In our community, students often ask for advice as well as share success stories. One of the biggest questions that gets tossed around is how to price artwork. How do you assign a value to something you do for fun and find so much joy in? There isn’t one precise formula that fits for everyone, but here are a few things to consider when making the leap to selling something you’ve made.

  • Don’t price your art too low. For example, if you are selling greeting cards made from your drawings in a local gallery, charge USD$6-8, as the gallery will most likely take a commission portion of your sales.
  • Don't sell your originals unless you really want to. Make prints and keep your prints to 5x7 inch size and package some with mats and sleeves, ready to frame and others alone without the frills. This way, you can vary your price points from USD$8-20. You can get the bulk mattes/backings/sleeves sets for about $1 each online.
  • Think about materials.
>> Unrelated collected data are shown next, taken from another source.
//! ICY (Shoutcast) protocol metadata handling.
//!
//! This module encapsulates ICY metadata formatting and injection,
//! keeping protocol-specific concerns separate from stream state management.

use bytes::{Bytes, BytesMut};

use super::StreamMetadata;
pub use crate::protocol_constants::ICY_METAINT;

/// Formats stream metadata into ICY protocol format.
///
/// This struct provides stateless metadata formatting according to the
/// ICY/Shoutcast protocol specification.
pub struct IcyFormatter;

impl IcyFormatter {
    /// Formats metadata into an ICY metadata block.
    ///
    /// Per ICY spec, a single zero byte indicates no metadata change.
    /// Otherwise, the first byte is the number of 16-byte blocks, followed
    /// by the metadata string padded to that length.
    ///
    /// # Arguments
    /// * `metadata` - The stream metadata to format
    ///
    /// # Returns
    /// A `Vec<u8>` containing the ICY-formatted metadata block.
    #[must_use]
    pub fn format_metadata(metadata: &StreamMetadata) -> Vec<u8> {
        let title = match (&metadata.artist, &metadata.title) {
            (Some(a), Some(t)) => format!("{} - {}", a, t),
            (None, Some(t)) => t.clone(),
            (Some(a), None) => a.clone(),
            (None, None) => {
                log::debug!("[ICY] No title/artist in metadata, sending empty");
                return vec![0]; // No metadata: single zero byte per ICY spec
            }
        };

        log::trace!(
            "[ICY] StreamTitle='{}' (from artist={:?}, title={:?})",
            title,
            metadata.artist,
            metadata.title
        );

        // Empty string also gets the zero-byte treatment
        if title.is_empty() {
            return vec![0];
        }

        // ICY metadata uses single quotes as delimiters. Instead of backslash
        // escaping (which some clients display literally as "It\'s"), replace
        // with Unicode RIGHT SINGLE QUOTATION MARK (U+2019) which looks identical.
        let title = title.replace('\'', "\u{2019}");
        let meta_str = format!("StreamTitle='{}';", title);
        let meta_bytes = meta_str.as_bytes();

        let num_blocks = meta_bytes.len().div_ceil(16);
        let padded_len = num_blocks * 16;

        let mut result = Vec::with_capacity(padded_len + 1);
        result.push(num_blocks as u8);
        result.extend_from_slice(meta_bytes);
        result.resize(padded_len + 1, 0);

        result
    }
}

/// Stateful injector for ICY metadata blocks into audio streams.
///
/// Tracks byte position to insert metadata at the correct intervals.
/// Caches formatted metadata to avoid repeated allocations when metadata
/// hasn't changed (which is the common case during playback).
///
/// Uses a reusable scratch buffer to minimize allocation pressure on
/// the hot audio path.
///
/// Each instance should be used for a single stream session.
pub struct IcyMetadataInjector {
    bytes_since_meta: usize,
    /// Cached formatted ICY metadata block (includes length byte + padded content).
    cached_metadata: Vec<u8>,
    /// Last artist value used to generate cached metadata (for cache invalidation).
    last_artist: Option<String>,
    /// Last title value used to generate cached metadata (for cache invalidation).
    last_title: Option<String>,
    /// Scratch buffer reused across inject() calls to reduce allocation pressure.
    /// Grows to accommodate typical chunk sizes and stabilizes after a few calls.
    output_buffer: BytesMut,
}

impl IcyMetadataInjector {
    /// Creates a new injector with byte counter at zero and empty metadata cache.
    #[must_use]
    pub fn new() -> Self {
        Self {
            bytes_since_meta: 0,
            cached_metadata: vec![0], // Default: empty metadata (single zero byte)
            last_artist: None,
            last_title: None,
            output_buffer: BytesMut::new(),
        }
    }

    /// Updates the cached metadata if artist or title has changed.
    ///
    /// Only artist and title are compared because ICY protocol's StreamTitle
    /// field only includes these values. Album, artwork, and source are used
    /// elsewhere (DIDL-Lite, WebSocket events) but not in ICY metadata blocks.
    ///
    /// Returns the byte length of the cached metadata for pre-allocation.
    fn update_metadata_cache(&mut self, metadata: &StreamMetadata) -> usize {
        if self.last_artist != metadata.artist || self.last_title != metadata.title {
            self.cached_metadata = IcyFormatter::format_metadata(metadata);
            self.last_artist = metadata.artist.clone();
            self.last_title = metadata.title.clone();
        }
        self.cached_metadata.len()
    }

    /// Injects ICY metadata blocks into an audio chunk at the correct intervals.
    ///
    /// ICY protocol requires metadata blocks to be inserted every `ICY_METAINT` bytes.
    /// This method tracks the byte position and inserts formatted metadata when needed.
    ///
    /// Uses a reusable scratch buffer that grows to accommodate typical chunk sizes,
    /// eliminating per-call allocations after the first few invocations.
    ///
    /// # Arguments
    /// * `chunk` - The raw audio data chunk to process
    /// * `metadata` - Current stream metadata to embed
    ///
    /// # Returns
    /// A new `Bytes` buffer containing the audio data with ICY metadata blocks inserted.
    pub fn inject(&mut self, chunk: &[u8], metadata: &StreamMetadata) -> Bytes {
        // Update cache if needed and get metadata size for capacity calculation
        let meta_len = self.update_metadata_cache(metadata);

        // Calculate number of metadata insertions for this chunk
        let total_bytes = self.bytes_since_meta + chunk.len();
        let num_insertions = total_bytes / ICY_METAINT;
        let required_capacity = chunk.len() + num_insertions * meta_len;

        // Reuse scratch buffer: reserve() only allocates if capacity is insufficient.
        // After a few chunks, the buffer stabilizes at typical size and stops growing.
        self.output_buffer.reserve(required_capacity);

        let mut remaining = chunk;

        while !remaining.is_empty() {
            let bytes_to_meta = ICY_METAINT - self.bytes_since_meta;

            if remaining.len() < bytes_to_meta {
                // Not enough bytes to reach next metadata point
                self.output_buffer.extend_from_slice(remaining);
                self.bytes_since_meta += remaining.len();
                break;
            }

            // Write bytes up to metadata point, then inject metadata block
            self.output_buffer
                .extend_from_slice(&remaining[..bytes_to_meta]);
            self.output_buffer.extend_from_slice(&self.cached_metadata);
            remaining = &remaining[bytes_to_meta..];
            self.bytes_since_meta = 0;
        }

        // Return content as Bytes. split() leaves buffer empty for next call.
        self.output_buffer.split().freeze()
    }

    /// Returns the current byte count since the last metadata block.
    #[must_use]
    #[allow(dead_code)] // Used in tests
    pub fn bytes_since_meta(&self) -> usize {
        self.bytes_since_meta
    }
}

impl Default for IcyMetadataInjector {
    fn default() -> Self {
        Self::new()
    }
}

#[cfg(test)]
mod tests {
    use super::*;

    #[test]
    fn empty_metadata_returns_zero_byte() {
        let metadata = StreamMetadata::default();
        let result = IcyFormatter::format_metadata(&metadata);
        assert_eq!(result, vec![0]);
    }

    #[test]
    fn title_only_formats_correctly() {
        let metadata = StreamMetadata {
            title: Some("Test Song".to_string()),
            artist: None,
            source: None,
        };
        let result = IcyFormatter::format_metadata(&metadata);
        assert_eq!(result[0], 2); // Two 16-byte blocks for "StreamTitle='Test Song';"
        assert_eq!(result.len(), 33); // 1 length byte + 32 data bytes
    }

    #[test]
    fn artist_and_title_formats_with_separator() {
        let metadata = StreamMetadata {
            title: Some("Song".to_string()),
            artist: Some("Artist".to_string()),
            source: None,
        };
        let result = IcyFormatter::format_metadata(&metadata);
        let content = String::from_utf8_lossy(&result[1..]);
        assert!(content.contains("Artist - Song"));
    }

    #[test]
    fn single_quotes_are_replaced_with_unicode() {
        let metadata = StreamMetadata {
            title: Some("It's a Test".to_string()), // ASCII apostrophe U+0027
            artist: None,
            source: None,
        };
        let result = IcyFormatter::format_metadata(&metadata);
        let content = String::from_utf8_lossy(&result[1..]);
        // ASCII apostrophe (U+0027) should be replaced with Unicode RIGHT SINGLE QUOTATION MARK (U+2019)
        assert!(content.contains("It\u{2019}s a Test")); // Unicode apostrophe
        assert!(!content.contains("It\u{0027}s a Test")); // NOT ASCII apostrophe
    }

    #[test]
    fn injector_tracks_byte_position() {
        let mut injector = IcyMetadataInjector::new();
        let metadata = StreamMetadata::default();

        // Inject a small chunk (less than ICY_METAINT)
        let chunk = vec![0u8; 1000];
        let result = injector.inject(&chunk, &metadata);

        // Should be same size (no metadata inserted yet)
        assert_eq!(result.len(), 1000);
        assert_eq!(injector.bytes_since_meta(), 1000);
    }

    #[test]
    fn injector_inserts_metadata_at_boundary() {
        let mut injector = IcyMetadataInjector::new();
        let metadata = StreamMetadata::default();

        // Inject exactly ICY_METAINT bytes
        let chunk = vec![0u8; ICY_METAINT];
        let result = injector.inject(&chunk, &metadata);

        // Should be ICY_METAINT + 1 (zero byte for empty metadata)
        assert_eq!(result.len(), ICY_METAINT + 1);
        assert_eq!(result[ICY_METAINT], 0); // Zero byte for empty metadata
        assert_eq!(injector.bytes_since_meta(), 0);
    }

    #[test]
    fn injector_handles_multiple_boundaries() {
        let mut injector = IcyMetadataInjector::new();
        let metadata = StreamMetadata::default();

        // Inject 2.5x ICY_METAINT bytes
        let chunk = vec![0u8; ICY_METAINT * 2 + ICY_METAINT / 2];
        let result = injector.inject(&chunk, &metadata);

        // Should have 2 metadata insertions (1 byte each for empty metadata)
        assert_eq!(result.len(), ICY_METAINT * 2 + ICY_METAINT / 2 + 2);
        assert_eq!(injector.bytes_since_meta(), ICY_METAINT / 2);
    }

    #[test]
    fn injector_caches_metadata_and_updates_on_change() {
        let mut injector = IcyMetadataInjector::new();

        let metadata1 = StreamMetadata {
            title: Some("Song A".to_string()),
            artist: Some("Artist".to_string()),
            source: None,
        };

        // First injection with metadata1
        let chunk = vec![0u8; ICY_METAINT];
        let result1 = injector.inject(&chunk, &metadata1);
        let meta_block_1: Vec<u8> = result1[ICY_METAINT..].to_vec();

        // Second injection with same metadata should produce identical metadata block
        let result2 = injector.inject(&chunk, &metadata1);
        let meta_block_2: Vec<u8> = result2[ICY_METAINT..].to_vec();
        assert_eq!(
            meta_block_1, meta_block_2,
            "Same metadata should produce same block"
        );

        // Change metadata
        let metadata2 = StreamMetadata {
            title: Some("Song B".to_string()),
            artist: Some("Artist".to_string()),
            source: None,
        };

        let result3 = injector.inject(&chunk, &metadata2);
        let meta_block_3: Vec<u8> = result3[ICY_METAINT..].to_vec();
        assert_ne!(
            meta_block_1, meta_block_3,
            "Different metadata should produce different block"
        );

        // Verify new metadata contains updated title
        let content = String::from_utf8_lossy(&meta_block_3[1..]);
        assert!(content.contains("Song B"));
    }
}
//! Mount GET handler: the subscriber side of the fan-out (§4.4, §4.8).
//!
//! A request against a path that isn't a configured status endpoint is
//! treated as a mount name: the auth chain runs, the global client limit is
//! checked, an on-demand relay is nudged awake if the mount has no live
//! publisher yet, and — once one is attached — the response body streams
//! the publisher's burst-queue snapshot followed by everything fanned out
//! after it, with no gap and no duplicates (§5), until overflow or
//! disconnect.

use std::sync::atomic::{AtomicUsize, Ordering};
use std::sync::Arc;
use std::time::Duration;

use std::net::SocketAddr;

use axum::body::Body;
use axum::extract::{ConnectInfo, Path, State};
use axum::http::{header, HeaderMap, StatusCode};
use axum::response::{IntoResponse, Response};
use bytes::Bytes;
use futures::stream::{self, Stream};
use futures::StreamExt;
use tokio::sync::broadcast;

use super::{status, AppState};
use crate::protocol_constants::{APP_NAME, ICY_METAINT, ON_DEMAND_CONNECT_TIMEOUT_SECS};
use crate::relay::demuxer::Chunk;
use crate::relay::publisher::Subscription;
use crate::relay::sink::lagged_error;
use crate::relay::{Publisher, ServerRegistry};
use crate::stream::{IcyMetadataInjector, StreamMetadata};

pub(super) async fn root_handler(
    state: State<AppState>,
    ConnectInfo(peer): ConnectInfo<SocketAddr>,
    headers: HeaderMap,
) -> Response {
    dispatch(state, "/".to_string(), peer, headers).await
}

pub(super) async fn mount_handler(
    Path(path): Path<String>,
    state: State<AppState>,
    ConnectInfo(peer): ConnectInfo<SocketAddr>,
    headers: HeaderMap,
) -> Response {
    let path = if path.starts_with('/') {
        path
    } else {
        format!("/{path}")
    };
    dispatch(state, path, peer, headers).await
}

async fn dispatch(
    State(state): State<AppState>,
    path: String,
    peer: SocketAddr,
    headers: HeaderMap,
) -> Response {
    {
        let handlers = state.handlers.read();
        if let Some(resp) = status::render(&handlers, &state.registry, &path) {
            return resp;
        }
    }

    if !state.registry.try_acquire_client() {
        return (StatusCode::SERVICE_UNAVAILABLE, "client limit reached").into_response();
    }

    let auth_header = headers
        .get(header::AUTHORIZATION)
        .and_then(|v| v.to_str().ok());
    let authorized = state.handlers.read().authorize(&path, auth_header);
    if !authorized {
        state.registry.release_client();
        return (StatusCode::FORBIDDEN, "auth denied").into_response();
    }

    let publisher = match acquire_publisher(&state.registry, &path).await {
        Some(p) => p,
        None => {
            state.registry.release_client();
            return (StatusCode::NOT_FOUND, "mount not found").into_response();
        }
    };

    let sub = publisher.attach(Some(peer));
    let wants_icy = headers
        .get("icy-metadata")
        .and_then(|v| v.to_str().ok())
        == Some("1");

    build_response(&state.registry, &path, Arc::clone(&publisher), sub, wants_icy)
}

/// Finds a live publisher for `path`, nudging any on-demand relays
/// configured for it awake and waiting briefly for one to register (§4.6).
async fn acquire_publisher(registry: &Arc<ServerRegistry>, path: &str) -> Option<Arc<Publisher>> {
    if let Some(p) = registry.pick_publisher(path) {
        return Some(p);
    }
    let relays = registry.relays_for_path(path);
    if relays.is_empty() {
        return None;
    }
    for relay in &relays {
        relay.request_connect();
    }
    registry
        .wait_for_publisher(path, Duration::from_secs(ON_DEMAND_CONNECT_TIMEOUT_SECS))
        .await
}

/// Releases the client slot and detaches the subscriber when the response
/// body is dropped, whether the stream ran to completion or the connection
/// was cut short.
struct SubscriberGuard {
    registry: Arc<ServerRegistry>,
    publisher: Arc<Publisher>,
    id: u64,
    mount: String,
}

impl Drop for SubscriberGuard {
    fn drop(&mut self) {
        self.publisher.detach(self.id);
        self.registry.release_client();
        log::debug!("[Server] subscriber {} on {} disconnected", self.id, self.mount);
    }
}

struct StreamState {
    prefill: std::vec::IntoIter<Bytes>,
    rx: broadcast::Receiver<Arc<Chunk>>,
    queue_depth: Arc<AtomicUsize>,
    mount: String,
    done: bool,
    _guard: SubscriberGuard,
}

/// Builds the ordered byte stream a subscriber is replayed: the burst-queue
/// snapshot taken at attach time, then every chunk fanned out after it, with
/// no gaps or duplicates (§5), terminating on the first overflow.
fn subscriber_stream(
    registry: Arc<ServerRegistry>,
    publisher: Arc<Publisher>,
    mount: String,
    sub: Subscription,
) -> impl Stream<Item = Result<Bytes, std::io::Error>> + Send + 'static {
    let state = StreamState {
        prefill: sub.prefill.into_iter(),
        rx: sub.rx,
        queue_depth: sub.queue_depth,
        mount: mount.clone(),
        done: false,
        _guard: SubscriberGuard {
            registry,
            publisher,
            id: sub.id,
            mount,
        },
    };

    stream::unfold(state, |mut state| async move {
        if state.done {
            return None;
        }
        if let Some(chunk) = state.prefill.next() {
            return Some((Ok(chunk), state));
        }
        match state.rx.recv().await {
            Ok(chunk) => {
                state
                    .queue_depth
                    .store(state.rx.len(), Ordering::Relaxed);
                Some((Ok(chunk.bytes.clone()), state))
            }
            Err(broadcast::error::RecvError::Closed) => None,
            Err(broadcast::error::RecvError::Lagged(skipped)) => {
                let err = lagged_error(&state.mount, skipped);
                state.done = true;
                Some((Err(err), state))
            }
        }
    })
}

fn build_response(
    registry: &Arc<ServerRegistry>,
    mount: &str,
    publisher: Arc<Publisher>,
    sub: Subscription,
    wants_icy: bool,
) -> Response {
    let content_type = publisher.content_type.clone();
    let raw = subscriber_stream(Arc::clone(registry), Arc::clone(&publisher), mount.to_string(), sub);

    let mut builder = Response::builder()
        .header(header::CONTENT_TYPE, content_type)
        .header(header::CACHE_CONTROL, "no-cache")
        .header(header::CONNECTION, "close")
        .header("icy-name", APP_NAME);

    let body = if wants_icy {
        builder = builder.header("icy-metaint", ICY_METAINT.to_string());
        let mut injector = IcyMetadataInjector::new();
        let metadata = StreamMetadata::default();
        Body::from_stream(raw.map(move |res| {
            res.map(|chunk| injector.inject(chunk.as_ref(), &metadata))
        }))
    } else {
        Body::from_stream(raw)
    };

    builder.body(body).unwrap_or_else(|e| {
        (
            StatusCode::INTERNAL_SERVER_ERROR,
            format!("failed to build response: {e}"),
        )
            .into_response()
    })
}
What did you use to make the drawing/piece of art? Look at your materials as an investment and the price f your art as a return on that investment. If it is a drawing on a very nice piece of paper made with your best watercolors, price it a little higher than a quick portrait sketch in ink on sketchbook paper.
  • Know your market. Are you selling greeting cards in an art-filled metropolis like New York or Chicago? Or stocking a few prints at your local bookstore in a smaller city or town? Scout out what other similar products are selling for in your area and don't price much higher or lower than those items.
  • Consider online marketplaces like Etsy or Big Cartel. These sites can be helpful but can also be overwhelming. Wait until you have some sales under your belt and an honest interest in going into full production mode (reproducing drawings, packaging, developing inventory) before taking a stab at online sales. Once you do reach that point, these sites can help you stay organized and connect with buyers all over the place.
  • Do some research. There are tons of other articles with different tips on pricing your art. Take a look at some of these: Saatchi Art Pricing guide The Abundant Artist The Abundant Artist pricing lessons WikiHow Art Biz Blog

What are some tools that helped you when you started selling your art?